Vu que tu n’as pas d’Iphone, pas de compte Twitter, pas de Google Glass, pas de montre connectée à tes couilles pour connaître l’état de tes hémorroïdes en temps réel, pas d’Ipod, pas d’Ipad, pas d’Idées non plus, tu décides que pour une fois tu vas jouer le jeu de la modernité et par un beau matin tu t’en vas t’abonner à Netflix.
Vu les prix affichés, tu te dis que c’est presque dans tes moyens et qu’au pire, tu rogneras sur le budget des croquettes bio du chat pour honorer ton engagement qui désormais te lie avec l’une de ces grandes entreprises américaines qui incarnent paraît-il les plus grandes avancées du monde occidental depuis l’invention de la pizza surgelée.
Vu que tu n’as pas non plus de télé, tu te contenteras de voir les mille et une pépites offertes par ton nouvel ami sur l’écran de ton ordinateur qui s’avère être aussi grand, tu t’en apercevras par la suite, que la largeur du postérieur de ton chat qui, désireux de parfaire sa culture cinématographique, viendra désormais récupérer de sa dure journée en se servant de tes jambes comme un reposoir où asseoir son physique de sphinx.
Tu commences par visionner la dernière saison de House of Cards, celle qui se passe les trois quarts du temps dans l’avion présidentiel, à un tel point que tu passes ton temps à te demander quand donc l’hôtesse de l’air va passer t’offrir ton jus de tomates que tu prends toujours quand tu te retrouves à voyager dans les airs.

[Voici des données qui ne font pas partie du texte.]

//! Middleware definitions, their composition, and the built-in middleware.

mod call_limit;
mod composer;
mod definition;
mod hooks;
mod model_retry;
mod tool_retry;

pub use call_limit::{ExitBehavior, ModelCallLimitMiddleware, ToolCallLimitMiddleware};
pub(crate) use composer::{ComposeOptions, Pipeline, compose};
pub use definition::{MiddlewareDefinition, Phase};
pub use hooks::{FnHook, HookOutcome, NodeHook, hook_fn};
pub use model_retry::ModelRetryMiddleware;
pub use tool_retry::ToolRetryMiddleware;

pub use crate::model::{
    ModelCallNext, RetryModelRequest, WrapModelCall, retry_request_fn, wrap_model_fn,
};
pub use crate::tools::{ToolCallNext, ToolCallRequest, ToolCallResult, WrapToolCall, wrap_tool_fn};

use crate::Result;

/// Anything that can become a [`MiddlewareDefinition`]. Built-in middleware
/// validate their options here, so errors surface when the agent is built.
pub trait IntoMiddleware {
    fn into_middleware(self) -> Result<MiddlewareDefinition>;
}

impl IntoMiddleware for MiddlewareDefinition {
    fn into_middleware(self) -> Result<MiddlewareDefinition> {
        Ok(self)
    }
}
//! Agent settings loaded from JSON or environment variables.
//!
//! Every field is optional; absent values leave the builder's configuration
//! untouched when applied.

use std::str::FromStr;
use std::time::Duration;

use serde::{Deserialize, Serialize};

use super::env::EnvConfigProvider;
use super::{ConfigError, ConfigResult};
use crate::retry::{OnFailure, RetryPolicy};

const RECURSION_LIMIT: &str = "recursion_limit";
const SYSTEM_PROMPT: &str = "system_prompt";
const PARALLEL_TOOL_CALLS: &str = "parallel_tool_calls";
const MODEL_MAX_RETRIES: &str = "model.max_retries";
const MODEL_INITIAL_DELAY_MS: &str = "model.initial_delay_ms";
const MODEL_BACKOFF_FACTOR: &str = "model.backoff_factor";
const MODEL_MAX_DELAY_MS: &str = "model.max_delay_ms";
const MODEL_JITTER: &str = "model.jitter";
const MODEL_ON_FAILURE: &str = "model.on_failure";

#[derive(Debug, Clone, Default, PartialEq, Serialize, Deserialize)]
#[serde(default)]
pub struct Settings {
    pub recursion_limit: Option<usize>,
    pub system_prompt: Option<String>,
    pub parallel_tool_calls: Option<bool>,
    /// Agent-level retry around every raw model call.
    pub model_retry: Option<RetrySettings>,
}

/// Failure handling that can be expressed in settings.
#[derive(Debug, Clone, Copy, PartialEq, Eq, Serialize, Deserialize)]
#[serde(rename_all = "snake_case")]
pub enum FailureMode {
    Raise,
    ReturnMessage,
}

impl FromStr for FailureMode {
    type Err = String;

    fn from_str(s: &str) -> Result<Self, Self::Err> {
        match s.trim().to_ascii_lowercase().as_str() {
            "raise" => Ok(FailureMode::Raise),
            "return_message" => Ok(FailureMode::ReturnMessage),
            other => Err(format!(
                "expected 'raise' or 'return_message', got '{other}'"
            )),
        }
    }
}

#[derive(Debug, Clone, Default, PartialEq, Serialize, Deserialize)]
#[serde(default)]
pub struct RetrySettings {
    pub max_retries: Option<u32>,
    pub initial_delay_ms: Option<u64>,
    pub backoff_factor: Option<f64>,
    pub max_delay_ms: Option<u64>,
    pub jitter: Option<bool>,
    pub on_failure: Option<FailureMode>,
}

impl RetrySettings {
    fn is_empty(&self) -> bool {
        self == &RetrySettings::default()
    }

    /// Overlay these settings on [`RetryPolicy::default`].
    pub fn to_policy(&self) -> RetryPolicy {
        let mut policy = RetryPolicy::default();
        if let Some(n) = self.max_retries {
            policy.max_retries = n;
        }
        if let Some(ms) = self.initial_delay_ms {
            policy.initial_delay = Duration::from_millis(ms);
        }
        if let Some(factor) = self.backoff_factor {
            policy.backoff_factor = factor;
        }
        if let Some(ms) = self.max_delay_ms {
            policy.max_delay = Duration::from_millis(ms);
        }
        if let Some(jitter) = self.jitter {
            policy.jitter = jitter;
        }
        match self.on_failure {
            Some(FailureMode::Raise) => policy.on_failure = OnFailure::Raise,
            Some(FailureMode::ReturnMessage) => policy.on_failure = OnFailure::ReturnMessage,
            None => {}
        }
        policy
    }

    pub fn validate(&self) -> ConfigResult<()> {
        if let Some(factor) = self.backoff_factor
            && (!factor.is_finite() || factor < 0.0)
        {
            return Err(ConfigError::invalid(
                MODEL_BACKOFF_FACTOR,
                format!("must be a non-negative number, got {factor}"),
            ));
        }
        let policy = self.to_policy();
        if policy.initial_delay > policy.max_delay {
            return Err(ConfigError::invalid(
                MODEL_INITIAL_DELAY_MS,
                format!(
                    "{}ms exceeds max delay of {}ms",
                    policy.initial_delay.as_millis(),
                    policy.max_delay.as_millis()
                ),
            ));
        }
        Ok(())
    }
}

impl Settings {
    pub fn from_json_str(json: &str) -> ConfigResult<Self> {
        let settings: Settings = serde_json::from_str(json)?;
        settings.validate()?;
        Ok(settings)
    }

    /// Read settings from environment variables named `<prefix><KEY>`, e.g.
    /// `AGENT_RECURSION_LIMIT` or `AGENT_MODEL_MAX_RETRIES` for prefix `AGENT_`.
    pub fn from_env(prefix: &str) -> ConfigResult<Self> {
        let provider = EnvConfigProvider::prefixed(prefix);
        Self::from_lookup(|key| provider.get_raw(key))
    }

    /// Read settings through `lookup`, which receives dotted keys such as
    /// `model.max_retries`.
    pub fn from_lookup<F>(lookup: F) -> ConfigResult<Self>
    where
        F: Fn(&str) -> ConfigResult<Option<String>>,
    {
        let retry = RetrySettings {
            max_retries: parse(&lookup, MODEL_MAX_RETRIES)?,
            initial_delay_ms: parse(&lookup, MODEL_INITIAL_DELAY_MS)?,
            backoff_factor: parse(&lookup, MODEL_BACKOFF_FACTOR)?,
            max_delay_ms: parse(&lookup, MODEL_MAX_DELAY_MS)?,
            jitter: parse_flag(&lookup, MODEL_JITTER)?,
            on_failure: parse(&lookup, MODEL_ON_FAILURE)?,
        };
        let settings = Settings {
            recursion_limit: parse(&lookup, RECURSION_LIMIT)?,
            system_prompt: lookup(SYSTEM_PROMPT)?.filter(|s| !s.is_empty()),
            parallel_tool_calls: parse_flag(&lookup, PARALLEL_TOOL_CALLS)?,
            model_retry: (!retry.is_empty()).then_some(retry),
        };
        settings.validate()?;
        Ok(settings)
    }

    pub fn validate(&self) -> ConfigResult<()> {
        if self.recursion_limit == Some(0) {
            return Err(ConfigError::invalid(RECURSION_LIMIT, "must be at least 1"));
        }
        if let Some(retry) = &self.model_retry {
            retry.validate()?;
        }
        Ok(())
    }
}

fn parse<T, F>(lookup: &F, key: &str) -> ConfigResult<Option<T>>
where
    T: FromStr,
    T::Err: std::fmt::Display,
    F: Fn(&str) -> ConfigResult<Option<String>>,
{
    match lookup(key)? {
        Some(raw) => raw
            .trim()
            .parse()
            .map(Some)
            .map_err(|e| ConfigError::invalid(key, format!("'{raw}': {e}"))),
        None => Ok(None),
    }
}

fn parse_flag<F>(lookup: &F, key: &str) -> ConfigResult<Option<bool>>
where
    F: Fn(&str) -> ConfigResult<Option<String>>,
{
    let Some(raw) = lookup(key)? else {
        return Ok(None);
    };
    match raw.trim().to_ascii_lowercase().as_str() {
        "1" | "true" | "yes" | "on" => Ok(Some(true)),
        "0" | "false" | "no" | "off" => Ok(Some(false)),
        _ => Err(ConfigError::invalid(
            key,
            format!("'{raw}' is not a boolean"),
        )),
    }
}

Tu regardes deux, trois films que tu avais manqués lors de leur sortie en salles il y a quinze ans, tu dégottes par hasard un documentaire sur Woody Allen amputé de sa seconde partie, tu découvres une série québecoise à laquelle tu ne comprends rien : tu es un homme heureux, tu es fier de toi, tu peux désormais marcher dans la rue la tête haute en éprouvant ce sentiment unique d’appartenir enfin au genre humain.
Au bout de deux semaines, tu as vu ce que tu voulais voir, et la personne en charge de veiller à ton bonheur sur Netflix te propose alors des listes et des listes de films établies en croisant les algorithmes présupposés de tes affinités cinéphiliques, elles-mêmes déduites de la sélection de films que tu as déjà eu l’occasion de visionner.

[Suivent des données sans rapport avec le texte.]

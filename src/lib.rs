//! # agent-middleware
//!
//! A middleware-composed agent execution engine.
//!
//! An agent drives a single conversational loop: it calls a language model,
//! dispatches the tool calls the model requests, and runs user-supplied
//! middleware hooks around every phase. Middleware can extend the agent state,
//! wrap model and tool calls, jump between phases, and recover from failures.
//!
//! ## Quick Start
//!
//! ```rust,ignore
//! use agent_middleware::{AgentState, InvokeOptions, Message, create_agent};
//! use agent_middleware::middleware::ModelRetryMiddleware;
//!
//! let agent = create_agent(model)
//!     .tool(search_tool)
//!     .middleware(ModelRetryMiddleware::new().with_max_retries(3))
//!     .recursion_limit(10)
//!     .build()?;
//!
//! let state = agent
//!     .invoke(AgentState::from_messages(vec![Message::user("hi")]), InvokeOptions::default())
//!     .await?;
//! println!("{}", state.last_ai_message().map(|m| m.text()).unwrap_or_default());
//! ```
//!
//! ## Phases
//!
//! `BeforeAgent -> (BeforeModel -> ModelCall -> AfterModel -> [ToolExecution])* -> AfterAgent`
//!
//! Hooks in every phase run in middleware declaration order. `wrap_model_call` and
//! `wrap_tool_call` hooks compose as an onion where the first declared middleware is
//! the outermost layer.

#![cfg_attr(docsrs, feature(doc_cfg))]
#![allow(missing_docs)]
#![deny(rustdoc::broken_intra_doc_links)]

pub mod agent;
pub mod checkpoint;
pub mod config;
pub mod middleware;
pub mod model;
pub mod retry;
pub mod schema;
pub mod structured;
pub mod tools;
pub mod types;

pub use agent::{Agent, AgentBuilder, AgentConfig, InvokeOptions, Runtime, create_agent};
pub use checkpoint::{Checkpoint, Checkpointer, MemoryCheckpointer};
pub use config::{ConfigError, RetrySettings, Settings};
pub use middleware::{HookOutcome, MiddlewareDefinition, Phase};
pub use model::{ChatModel, ChatModelExt, ModelCallOptions, ModelError, ModelRequest, ModelResponse};
pub use retry::{ExponentialBackoff, OnFailure, RetryOn, RetryPolicy};
pub use schema::{JsonSchemaValidator, StateSchema, TypedValidator, Validator};
pub use structured::{
    HandleError, OutputSchema, ProviderStrategy, ResponseFormat, StructuredOutputError,
    ToolStrategy,
};
pub use tools::{FnTool, SchemaTool, Tool, ToolContext, ToolError, ToolOutput, ToolRegistry};
pub use types::{
    AgentState, Command, JumpTarget, Message, MessagesUpdate, Role, StatePatch, ToolCall,
    ToolChoice, ToolDefinition, ToolStatus,
};

/// Error type for agent-middleware operations.
#[derive(Debug, thiserror::Error)]
#[non_exhaustive]
pub enum Error {
    /// A hook requested a jump its middleware never declared for that phase.
    #[error("Invalid jump target: {target}, no {phase}JumpTo defined in middleware {middleware}.")]
    UndeclaredJump {
        target: JumpTarget,
        phase: Phase,
        middleware: String,
    },

    /// A hook requested a jump outside its declared permission set.
    #[error("Invalid jump target: {target}, must be one of: {allowed}.")]
    DisallowedJump { target: JumpTarget, allowed: String },

    /// Two middleware share a name.
    #[error("Duplicate middleware name: {0}")]
    DuplicateMiddleware(String),

    /// Two tools share a name across the agent and its middleware.
    #[error("Duplicate tool name: {0}")]
    DuplicateTool(String),

    /// A `wrap_model_call` hook introduced tools that were not in its request.
    #[error(
        "You have added a new tool in \"wrapModelCall\" hook of middleware \"{middleware}\": {}. This is not supported.",
        tools.join(", ")
    )]
    ToolAdded {
        middleware: String,
        tools: Vec<String>,
    },

    /// A `wrap_model_call` hook changed the definition of an existing tool.
    #[error(
        "You have modified a tool in \"wrapModelCall\" hook of middleware \"{middleware}\": {}. This is not supported.",
        tools.join(", ")
    )]
    ToolModified {
        middleware: String,
        tools: Vec<String>,
    },

    /// Invalid or inconsistent configuration.
    #[error("Configuration error: {0}")]
    Config(String),

    /// A state or context value was rejected by its field validator.
    #[error("Invalid value for state field '{field}': {message}")]
    StateValidation { field: String, message: String },

    /// The model collaborator failed.
    #[error("Model call failed: {0}")]
    Model(#[from] model::ModelError),

    /// A tool failed.
    #[error("Tool execution failed: {0}")]
    Tool(#[from] tools::ToolError),

    /// Structured output could not be extracted.
    #[error(transparent)]
    StructuredOutput(#[from] structured::StructuredOutputError),

    /// A hook raised an error.
    #[error("Middleware '{middleware}' failed: {message}")]
    Middleware { middleware: String, message: String },

    /// A hook returned an explicit termination.
    #[error("Middleware '{middleware}' terminated the run: {reason}")]
    Terminated { middleware: String, reason: String },

    /// The loop made more model calls than allowed.
    #[error("Recursion limit of {limit} reached without hitting a stop condition")]
    RecursionLimit { limit: usize },

    /// The caller cancelled the run.
    #[error("Operation cancelled")]
    Cancelled,

    /// Checkpoint store failure.
    #[error("Checkpoint error: {0}")]
    Checkpoint(String),

    /// JSON serialization or deserialization failed.
    #[error("JSON parsing failed: {0}")]
    Json(#[from] serde_json::Error),

    /// Settings could not be loaded.
    #[error(transparent)]
    Settings(#[from] config::ConfigError),
}

/// Error category for unified error handling.
#[derive(Debug, Clone, Copy, PartialEq, Eq)]
pub enum ErrorCategory {
    /// Composition or setup problems; never retried.
    Configuration,
    /// Model or tool failures that may succeed on retry
    Transient,
    /// Values rejected by schemas or structured output parsing
    Validation,
    /// Runs stopped on purpose (termination, cancellation, limits)
    Termination,
    /// Internal errors (JSON, checkpoint storage)
    Internal,
}

impl Error {
    pub fn middleware(middleware: impl Into<String>, message: impl Into<String>) -> Self {
        Error::Middleware {
            middleware: middleware.into(),
            message: message.into(),
        }
    }

    pub fn config(message: impl Into<String>) -> Self {
        Error::Config(message.into())
    }

    /// Stable tag used to match errors in retry filters.
    pub fn kind(&self) -> &str {
        match self {
            Error::UndeclaredJump { .. } | Error::DisallowedJump { .. } => "InvalidJumpTarget",
            Error::DuplicateMiddleware(_) => "DuplicateMiddleware",
            Error::DuplicateTool(_) => "DuplicateTool",
            Error::ToolAdded { .. } => "ToolAdded",
            Error::ToolModified { .. } => "ToolModified",
            Error::Config(_) => "ConfigError",
            Error::StateValidation { .. } => "StateValidationError",
            Error::Model(e) => &e.kind,
            Error::Tool(e) => e.kind(),
            Error::StructuredOutput(e) => e.kind(),
            Error::Middleware { .. } => "MiddlewareError",
            Error::Terminated { .. } => "Terminated",
            Error::RecursionLimit { .. } => "RecursionLimitError",
            Error::Cancelled => "Cancelled",
            Error::Checkpoint(_) => "CheckpointError",
            Error::Json(_) => "JsonError",
            Error::Settings(_) => "SettingsError",
        }
    }

    pub fn category(&self) -> ErrorCategory {
        match self {
            Error::UndeclaredJump { .. }
            | Error::DisallowedJump { .. }
            | Error::DuplicateMiddleware(_)
            | Error::DuplicateTool(_)
            | Error::ToolAdded { .. }
            | Error::ToolModified { .. }
            | Error::Config(_)
            | Error::Settings(_) => ErrorCategory::Configuration,
            Error::Model(_) | Error::Tool(_) => ErrorCategory::Transient,
            Error::StateValidation { .. } | Error::StructuredOutput(_) => {
                ErrorCategory::Validation
            }
            Error::Middleware { .. }
            | Error::Terminated { .. }
            | Error::RecursionLimit { .. }
            | Error::Cancelled => ErrorCategory::Termination,
            Error::Checkpoint(_) | Error::Json(_) => ErrorCategory::Internal,
        }
    }

    pub fn is_retryable(&self) -> bool {
        self.category() == ErrorCategory::Transient
    }

    pub fn is_config_error(&self) -> bool {
        self.category() == ErrorCategory::Configuration
    }
}

/// Result type alias for agent-middleware operations.
pub type Result<T> = std::result::Result<T, Error>;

C’est ainsi qu’un jour tu te retrouves à regarder dans son intégralité un documentaire sur des fourmis monoparentales employées par l’armée américaine pendant la Guerre de Corée, chaudement recommandé par ton responsable de compte, au seul motif qu’un jour de déprime particulièrement prononcé tu t’es laissé aller à voir un film de zombies racontant l’histoire d’une petite ville succombant à une attaque de sauterelles sanguinaires venues de Mars pour coloniser Los Angeles.
D’ailleurs, des films de zombies tu en trouves une ribambelle, tout comme des films de séries Z, des films d’horreur, aussi des films qui ne sont pas des films d’horreur mais qui sont tout de même des horreurs à regarder, des films improbables, des films introuvables ailleurs, des films en pagaille dont tu ne connais ni les acteurs ni le réalisateur ni le maquilleur en chef ni le pays où il a été tourné ni la police de caractère de l’affiche.
Sans parler d’une orgie de séries dont tu n’as jamais entendu parler ni dans cette vie, ni dans ta vie précédente, ni dans ta vie future.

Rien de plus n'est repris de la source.